● TASK INSTRUCTIONS: Take every line from the listing below that contains "repository".

★ ★ ★

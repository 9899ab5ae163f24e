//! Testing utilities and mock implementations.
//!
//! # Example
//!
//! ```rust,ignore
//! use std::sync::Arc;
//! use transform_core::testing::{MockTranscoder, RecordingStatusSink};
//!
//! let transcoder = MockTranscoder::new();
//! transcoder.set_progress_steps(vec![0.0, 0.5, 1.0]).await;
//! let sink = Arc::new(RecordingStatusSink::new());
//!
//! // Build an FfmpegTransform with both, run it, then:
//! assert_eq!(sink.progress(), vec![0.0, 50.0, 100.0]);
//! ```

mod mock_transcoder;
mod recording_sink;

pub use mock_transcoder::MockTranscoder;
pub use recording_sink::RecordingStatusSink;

★ ★ ★

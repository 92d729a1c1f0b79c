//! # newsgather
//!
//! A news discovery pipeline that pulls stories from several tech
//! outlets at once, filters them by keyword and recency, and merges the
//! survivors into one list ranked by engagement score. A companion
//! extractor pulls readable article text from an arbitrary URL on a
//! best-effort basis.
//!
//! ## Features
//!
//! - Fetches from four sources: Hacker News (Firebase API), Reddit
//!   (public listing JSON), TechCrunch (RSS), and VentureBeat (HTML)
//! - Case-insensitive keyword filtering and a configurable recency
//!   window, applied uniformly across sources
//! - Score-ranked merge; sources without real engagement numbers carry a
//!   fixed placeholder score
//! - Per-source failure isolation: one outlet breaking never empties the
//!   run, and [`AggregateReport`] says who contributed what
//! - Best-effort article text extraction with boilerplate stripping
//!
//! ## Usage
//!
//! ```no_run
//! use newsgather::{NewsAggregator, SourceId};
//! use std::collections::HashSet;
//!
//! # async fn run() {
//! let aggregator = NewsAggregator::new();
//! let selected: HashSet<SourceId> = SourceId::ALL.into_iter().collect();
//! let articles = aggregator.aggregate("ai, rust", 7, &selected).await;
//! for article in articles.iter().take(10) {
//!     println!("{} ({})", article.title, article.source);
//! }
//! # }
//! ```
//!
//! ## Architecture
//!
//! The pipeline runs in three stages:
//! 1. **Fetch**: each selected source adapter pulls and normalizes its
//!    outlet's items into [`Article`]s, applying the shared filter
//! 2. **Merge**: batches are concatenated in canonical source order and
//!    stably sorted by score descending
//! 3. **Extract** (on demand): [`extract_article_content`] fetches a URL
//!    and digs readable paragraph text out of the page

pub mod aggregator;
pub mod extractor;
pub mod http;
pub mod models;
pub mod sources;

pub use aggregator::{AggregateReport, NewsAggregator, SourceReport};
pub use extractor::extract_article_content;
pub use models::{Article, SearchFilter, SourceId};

★ ★ ★

● EXERCISE SOLUTION:
repository 9899ab5ae163f24e
repository 92d729a1c1f0b79c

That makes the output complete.